Gabriel Kelley opens the show
“Find the music that makes the hairs stand up on the back of your neck.”
That was the sound advice a music teacher gave Gabriel Kelley when the Georgia folkie was just a teenager, still discovering the joys of music, developing his own particular tastes, and only beginning to realize that he could do more than just play along with his favorite songs. Those words have become Kelley’s life mission not only as an avid listener but also as a singer-songwriter who writes from the heart and strives to connect with his audiences on a deeply personal level.
That mission has taken him around the world: from the family farm in rural Georgia to music school in Sweden, from a songwriting company in Nashville to street corners and clubs in every city in America. Along the way he played more shows than he can count, some on street corners and other in concert halls. With a voice defined by its plaintive grain and a lyrical style that is both evocative and straightforward, Kelley has recorded the critically acclaimed album It Don’t Come Easy, with another—Lighter Shades of Blue—on the way this fall. Most of all, he has matured into a homegrown artist with a grassroots following.

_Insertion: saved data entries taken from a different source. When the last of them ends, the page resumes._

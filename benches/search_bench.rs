use criterion::{black_box, criterion_group, criterion_main, BenchmarkId, Criterion};
use media_squeeze::search::{search_quality, single_trial, QualityRange};

const ORIGINAL: u64 = 10_000_000;

fn linear_encoder(quality: u8) -> media_squeeze::Result<u64> {
    Ok(ORIGINAL * quality as u64 / 100)
}

fn bench_search_quality(c: &mut Criterion) {
    let mut group = c.benchmark_group("search_quality");

    for target in [0.1, 0.5, 0.8, 0.99] {
        group.bench_with_input(
            BenchmarkId::from_parameter(target),
            &target,
            |b, &target| {
                b.iter(|| {
                    search_quality(
                        black_box(ORIGINAL),
                        black_box(target),
                        QualityRange::default(),
                        linear_encoder,
                    )
                    .unwrap()
                })
            },
        );
    }

    group.finish();
}

fn bench_single_trial(c: &mut Criterion) {
    c.bench_function("single_trial", |b| {
        b.iter(|| single_trial(black_box(ORIGINAL), black_box(0.8), 85, linear_encoder).unwrap())
    });
}

criterion_group!(benches, bench_search_quality, bench_single_trial);
criterion_main!(benches);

“There was a moment when I decided that if I didn’t mean what I was saying, I have absolutely no reason to be onstage,” he says. “That was a defining moment, and it’s tattooed on my heart.” And now he’s embarking on a new act in his picaresque career: a new album coming out this fall, a new tour of Sweden, and a feted appearance on the award-winning television show Jills veranda, hosted by the Swedish country singer Jill Johnson. Yet, even with all that he has accomplished, Kelley remains a student: always open to new lessons, new challenges, and new inspiration. “All I’m doing is trying to write the most heartfelt songs I can. I’m getting up every day and doing that in as many places as I can and in as many ways as I can.”